Stored data
********************

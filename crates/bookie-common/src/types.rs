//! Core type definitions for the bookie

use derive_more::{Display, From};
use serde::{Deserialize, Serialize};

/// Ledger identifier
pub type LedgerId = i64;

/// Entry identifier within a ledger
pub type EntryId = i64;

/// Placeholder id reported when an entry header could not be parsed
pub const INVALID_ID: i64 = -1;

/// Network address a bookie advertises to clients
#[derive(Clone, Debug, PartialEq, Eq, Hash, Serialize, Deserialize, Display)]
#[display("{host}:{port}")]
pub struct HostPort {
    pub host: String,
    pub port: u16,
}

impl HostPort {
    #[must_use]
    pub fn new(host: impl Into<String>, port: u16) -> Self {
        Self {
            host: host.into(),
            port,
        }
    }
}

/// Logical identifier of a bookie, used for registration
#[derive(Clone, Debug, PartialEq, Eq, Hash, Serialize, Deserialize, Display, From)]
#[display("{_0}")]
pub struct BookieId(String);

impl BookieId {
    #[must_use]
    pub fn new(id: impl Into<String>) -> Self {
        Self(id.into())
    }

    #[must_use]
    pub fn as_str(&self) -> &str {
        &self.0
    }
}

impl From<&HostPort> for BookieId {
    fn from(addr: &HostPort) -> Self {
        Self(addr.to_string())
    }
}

********************

Required work — Pull out each line of the records holding the string "Hash".

Problem solution —
#[derive(Clone, Debug, PartialEq, Eq, Hash, Serialize, Deserialize, Display)]
#[derive(Clone, Debug, PartialEq, Eq, Hash, Serialize, Deserialize, Display, From)]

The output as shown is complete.